» **WHAT THE TASK ASKS**
The material below must be retyped in full, with every line kept exactly as it is.

» **DATA SHOWN**
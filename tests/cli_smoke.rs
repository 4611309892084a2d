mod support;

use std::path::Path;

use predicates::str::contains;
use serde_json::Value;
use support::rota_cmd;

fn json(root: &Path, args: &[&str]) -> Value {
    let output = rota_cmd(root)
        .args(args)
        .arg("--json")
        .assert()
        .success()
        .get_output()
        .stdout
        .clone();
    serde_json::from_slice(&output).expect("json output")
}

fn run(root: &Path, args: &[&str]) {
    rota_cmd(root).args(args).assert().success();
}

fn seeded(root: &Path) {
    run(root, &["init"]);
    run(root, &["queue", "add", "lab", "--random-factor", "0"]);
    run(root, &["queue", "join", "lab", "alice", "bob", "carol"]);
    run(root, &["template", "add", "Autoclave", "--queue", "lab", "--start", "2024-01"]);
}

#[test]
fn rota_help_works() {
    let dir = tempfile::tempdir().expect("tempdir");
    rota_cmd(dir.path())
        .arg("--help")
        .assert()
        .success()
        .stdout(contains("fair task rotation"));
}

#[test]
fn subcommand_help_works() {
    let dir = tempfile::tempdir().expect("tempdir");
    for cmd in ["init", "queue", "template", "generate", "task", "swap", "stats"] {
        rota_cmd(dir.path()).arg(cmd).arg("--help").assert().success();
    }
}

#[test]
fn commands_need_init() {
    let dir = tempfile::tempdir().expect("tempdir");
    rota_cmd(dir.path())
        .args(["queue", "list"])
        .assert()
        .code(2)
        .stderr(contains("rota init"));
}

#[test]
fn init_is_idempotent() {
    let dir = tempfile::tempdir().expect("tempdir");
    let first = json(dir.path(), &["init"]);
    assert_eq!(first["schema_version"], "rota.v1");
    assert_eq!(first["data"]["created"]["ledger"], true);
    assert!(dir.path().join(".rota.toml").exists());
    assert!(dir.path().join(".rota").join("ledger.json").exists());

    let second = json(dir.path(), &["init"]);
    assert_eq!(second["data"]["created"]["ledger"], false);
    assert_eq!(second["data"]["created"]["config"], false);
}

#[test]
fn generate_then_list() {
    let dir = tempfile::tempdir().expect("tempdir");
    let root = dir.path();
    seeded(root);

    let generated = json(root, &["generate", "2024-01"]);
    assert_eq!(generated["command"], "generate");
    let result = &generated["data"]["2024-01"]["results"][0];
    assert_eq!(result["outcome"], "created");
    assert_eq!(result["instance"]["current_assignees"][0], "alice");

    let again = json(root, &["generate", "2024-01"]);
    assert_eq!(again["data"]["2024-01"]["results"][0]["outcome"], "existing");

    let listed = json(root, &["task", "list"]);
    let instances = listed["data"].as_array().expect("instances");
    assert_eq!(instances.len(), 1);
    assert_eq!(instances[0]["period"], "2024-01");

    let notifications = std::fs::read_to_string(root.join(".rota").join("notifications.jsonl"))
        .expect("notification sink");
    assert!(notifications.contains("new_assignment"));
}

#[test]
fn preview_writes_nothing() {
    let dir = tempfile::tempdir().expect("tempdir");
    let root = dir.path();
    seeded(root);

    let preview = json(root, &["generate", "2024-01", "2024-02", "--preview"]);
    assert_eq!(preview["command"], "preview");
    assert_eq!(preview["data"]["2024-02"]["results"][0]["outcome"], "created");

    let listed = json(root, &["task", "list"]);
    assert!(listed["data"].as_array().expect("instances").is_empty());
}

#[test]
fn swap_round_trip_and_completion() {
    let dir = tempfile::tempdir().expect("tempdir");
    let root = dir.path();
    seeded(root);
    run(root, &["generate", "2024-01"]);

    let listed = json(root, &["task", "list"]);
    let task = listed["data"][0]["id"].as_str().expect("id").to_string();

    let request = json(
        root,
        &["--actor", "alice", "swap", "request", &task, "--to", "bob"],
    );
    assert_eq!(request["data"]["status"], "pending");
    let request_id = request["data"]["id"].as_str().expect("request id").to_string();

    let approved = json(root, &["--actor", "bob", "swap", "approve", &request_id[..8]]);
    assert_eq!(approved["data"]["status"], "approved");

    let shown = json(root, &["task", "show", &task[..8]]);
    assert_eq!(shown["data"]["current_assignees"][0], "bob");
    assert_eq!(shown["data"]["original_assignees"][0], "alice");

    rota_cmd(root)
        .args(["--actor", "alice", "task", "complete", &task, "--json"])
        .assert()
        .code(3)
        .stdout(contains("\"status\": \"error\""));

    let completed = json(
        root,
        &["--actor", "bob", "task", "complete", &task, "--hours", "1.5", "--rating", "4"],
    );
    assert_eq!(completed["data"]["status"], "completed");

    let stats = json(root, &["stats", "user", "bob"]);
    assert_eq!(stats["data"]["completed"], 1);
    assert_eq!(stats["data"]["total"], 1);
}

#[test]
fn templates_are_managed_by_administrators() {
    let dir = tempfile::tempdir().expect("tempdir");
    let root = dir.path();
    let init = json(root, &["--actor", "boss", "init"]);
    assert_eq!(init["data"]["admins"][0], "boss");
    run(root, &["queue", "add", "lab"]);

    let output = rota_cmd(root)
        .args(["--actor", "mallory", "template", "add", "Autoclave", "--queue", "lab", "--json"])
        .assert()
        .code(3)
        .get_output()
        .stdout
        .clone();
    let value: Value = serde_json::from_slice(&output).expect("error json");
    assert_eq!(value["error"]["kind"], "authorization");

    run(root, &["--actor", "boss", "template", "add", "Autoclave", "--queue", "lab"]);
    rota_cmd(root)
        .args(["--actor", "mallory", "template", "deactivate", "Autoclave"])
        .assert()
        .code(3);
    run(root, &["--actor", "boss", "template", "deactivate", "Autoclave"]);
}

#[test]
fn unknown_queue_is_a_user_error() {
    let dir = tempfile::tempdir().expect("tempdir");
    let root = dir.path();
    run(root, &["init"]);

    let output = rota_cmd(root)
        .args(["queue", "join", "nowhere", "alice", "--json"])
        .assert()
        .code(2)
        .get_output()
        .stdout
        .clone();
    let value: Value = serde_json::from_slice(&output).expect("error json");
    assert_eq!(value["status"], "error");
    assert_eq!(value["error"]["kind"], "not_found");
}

» **THE COMPLETED TASK**
filename tests/cli_smoke.rs
repository 4611309892084a2d
mod support;

use std::path::Path;

use predicates::str::contains;
use serde_json::Value;
use support::rota_cmd;

fn json(root: &Path, args: &[&str]) -> Value {
    let output = rota_cmd(root)
        .args(args)
        .arg("--json")
        .assert()
        .success()
        .get_output()
        .stdout
        .clone();
    serde_json::from_slice(&output).expect("json output")
}

fn run(root: &Path, args: &[&str]) {
    rota_cmd(root).args(args).assert().success();
}

fn seeded(root: &Path) {
    run(root, &["init"]);
    run(root, &["queue", "add", "lab", "--random-factor", "0"]);
    run(root, &["queue", "join", "lab", "alice", "bob", "carol"]);
    run(root, &["template", "add", "Autoclave", "--queue", "lab", "--start", "2024-01"]);
}

#[test]
fn rota_help_works() {
    let dir = tempfile::tempdir().expect("tempdir");
    rota_cmd(dir.path())
        .arg("--help")
        .assert()
        .success()
        .stdout(contains("fair task rotation"));
}

#[test]
fn subcommand_help_works() {
    let dir = tempfile::tempdir().expect("tempdir");
    for cmd in ["init", "queue", "template", "generate", "task", "swap", "stats"] {
        rota_cmd(dir.path()).arg(cmd).arg("--help").assert().success();
    }
}

#[test]
fn commands_need_init() {
    let dir = tempfile::tempdir().expect("tempdir");
    rota_cmd(dir.path())
        .args(["queue", "list"])
        .assert()
        .code(2)
        .stderr(contains("rota init"));
}

#[test]
fn init_is_idempotent() {
    let dir = tempfile::tempdir().expect("tempdir");
    let first = json(dir.path(), &["init"]);
    assert_eq!(first["schema_version"], "rota.v1");
    assert_eq!(first["data"]["created"]["ledger"], true);
    assert!(dir.path().join(".rota.toml").exists());
    assert!(dir.path().join(".rota").join("ledger.json").exists());

    let second = json(dir.path(), &["init"]);
    assert_eq!(second["data"]["created"]["ledger"], false);
    assert_eq!(second["data"]["created"]["config"], false);
}

#[test]
fn generate_then_list() {
    let dir = tempfile::tempdir().expect("tempdir");
    let root = dir.path();
    seeded(root);

    let generated = json(root, &["generate", "2024-01"]);
    assert_eq!(generated["command"], "generate");
    let result = &generated["data"]["2024-01"]["results"][0];
    assert_eq!(result["outcome"], "created");
    assert_eq!(result["instance"]["current_assignees"][0], "alice");

    let again = json(root, &["generate", "2024-01"]);
    assert_eq!(again["data"]["2024-01"]["results"][0]["outcome"], "existing");

    let listed = json(root, &["task", "list"]);
    let instances = listed["data"].as_array().expect("instances");
    assert_eq!(instances.len(), 1);
    assert_eq!(instances[0]["period"], "2024-01");

    let notifications = std::fs::read_to_string(root.join(".rota").join("notifications.jsonl"))
        .expect("notification sink");
    assert!(notifications.contains("new_assignment"));
}

#[test]
fn preview_writes_nothing() {
    let dir = tempfile::tempdir().expect("tempdir");
    let root = dir.path();
    seeded(root);

    let preview = json(root, &["generate", "2024-01", "2024-02", "--preview"]);
    assert_eq!(preview["command"], "preview");
    assert_eq!(preview["data"]["2024-02"]["results"][0]["outcome"], "created");

    let listed = json(root, &["task", "list"]);
    assert!(listed["data"].as_array().expect("instances").is_empty());
}

#[test]
fn swap_round_trip_and_completion() {
    let dir = tempfile::tempdir().expect("tempdir");
    let root = dir.path();
    seeded(root);
    run(root, &["generate", "2024-01"]);

    let listed = json(root, &["task", "list"]);
    let task = listed["data"][0]["id"].as_str().expect("id").to_string();

    let request = json(
        root,
        &["--actor", "alice", "swap", "request", &task, "--to", "bob"],
    );
    assert_eq!(request["data"]["status"], "pending");
    let request_id = request["data"]["id"].as_str().expect("request id").to_string();

    let approved = json(root, &["--actor", "bob", "swap", "approve", &request_id[..8]]);
    assert_eq!(approved["data"]["status"], "approved");

    let shown = json(root, &["task", "show", &task[..8]]);
    assert_eq!(shown["data"]["current_assignees"][0], "bob");
    assert_eq!(shown["data"]["original_assignees"][0], "alice");

    rota_cmd(root)
        .args(["--actor", "alice", "task", "complete", &task, "--json"])
        .assert()
        .code(3)
        .stdout(contains("\"status\": \"error\""));

    let completed = json(
        root,
        &["--actor", "bob", "task", "complete", &task, "--hours", "1.5", "--rating", "4"],
    );
    assert_eq!(completed["data"]["status"], "completed");

    let stats = json(root, &["stats", "user", "bob"]);
    assert_eq!(stats["data"]["completed"], 1);
    assert_eq!(stats["data"]["total"], 1);
}

#[test]
fn templates_are_managed_by_administrators() {
    let dir = tempfile::tempdir().expect("tempdir");
    let root = dir.path();
    let init = json(root, &["--actor", "boss", "init"]);
    assert_eq!(init["data"]["admins"][0], "boss");
    run(root, &["queue", "add", "lab"]);

    let output = rota_cmd(root)
        .args(["--actor", "mallory", "template", "add", "Autoclave", "--queue", "lab", "--json"])
        .assert()
        .code(3)
        .get_output()
        .stdout
        .clone();
    let value: Value = serde_json::from_slice(&output).expect("error json");
    assert_eq!(value["error"]["kind"], "authorization");

    run(root, &["--actor", "boss", "template", "add", "Autoclave", "--queue", "lab"]);
    rota_cmd(root)
        .args(["--actor", "mallory", "template", "deactivate", "Autoclave"])
        .assert()
        .code(3);
    run(root, &["--actor", "boss", "template", "deactivate", "Autoclave"]);
}

#[test]
fn unknown_queue_is_a_user_error() {
    let dir = tempfile::tempdir().expect("tempdir");
    let root = dir.path();
    run(root, &["init"]);

    let output = rota_cmd(root)
        .args(["queue", "join", "nowhere", "alice", "--json"])
        .assert()
        .code(2)
        .get_output()
        .stdout
        .clone();
    let value: Value = serde_json::from_slice(&output).expect("error json");
    assert_eq!(value["status"], "error");
    assert_eq!(value["error"]["kind"], "not_found");
}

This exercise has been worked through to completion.